* **What you should do**
Every line below from the one containing "calendar event creation." through the one containing "Creates a service" must be transcribed exactly. Omit all lines outside that stretch.

* **Supplied data**
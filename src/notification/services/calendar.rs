//! Dual-party calendar event creation.

use crate::notification::{
    domain::{CalendarEvent, CalendarEventRequest, DualEventStatus},
    ports::{CalendarError, CalendarProvider},
};
use std::sync::Arc;

/// Creates the assignee and creator events for a task.
pub struct CalendarEventService<P>
where
    P: CalendarProvider,
{
    provider: Arc<P>,
}

impl<P> Clone for CalendarEventService<P>
where
    P: CalendarProvider,
{
    fn clone(&self) -> Self {
        Self {
            provider: Arc::clone(&self.provider),
        }
    }
}

impl<P> CalendarEventService<P>
where
    P: CalendarProvider,
{
    /// Creates a service over `provider`.
    #[must_use]
    pub const fn new(provider: Arc<P>) -> Self {
        Self { provider }
    }

    /// Creates both events. The creator's event is attempted even when the
    /// assignee's fails.
    ///
    /// # Errors
    ///
    /// Returns [`CalendarError`] only when no access token can be acquired;
    /// per-event failures are reported through [`DualEventStatus`].
    #[tracing::instrument(skip(self, request), fields(title = %request.title))]
    pub async fn create_events(
        &self,
        request: &CalendarEventRequest,
    ) -> Result<DualEventStatus, CalendarError> {
        let token = self.provider.acquire_token().await?;

        let assignee_result = self
            .provider
            .create_event(&token, &request.assignee, &CalendarEvent::for_assignee(request))
            .await;
        if let Err(err) = &assignee_result {
            tracing::error!(mailbox = %request.assignee, error = %err, "assignee event failed");
        }
        let creator_result = self
            .provider
            .create_event(&token, &request.creator, &CalendarEvent::for_creator(request))
            .await;
        if let Err(err) = &creator_result {
            tracing::error!(mailbox = %request.creator, error = %err, "creator event failed");
        }

        Ok(DualEventStatus::from_results(
            request,
            assignee_result.is_ok(),
            creator_result.is_ok(),
        ))
    }
}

* **Solution**
//! Dual-party calendar event creation.

use crate::notification::{
    domain::{CalendarEvent, CalendarEventRequest, DualEventStatus},
    ports::{CalendarError, CalendarProvider},
};
use std::sync::Arc;

/// Creates the assignee and creator events for a task.
pub struct CalendarEventService<P>
where
    P: CalendarProvider,
{
    provider: Arc<P>,
}

impl<P> Clone for CalendarEventService<P>
where
    P: CalendarProvider,
{
    fn clone(&self) -> Self {
        Self {
            provider: Arc::clone(&self.provider),
        }
    }
}

impl<P> CalendarEventService<P>
where
    P: CalendarProvider,
{
    /// Creates a service over `provider`.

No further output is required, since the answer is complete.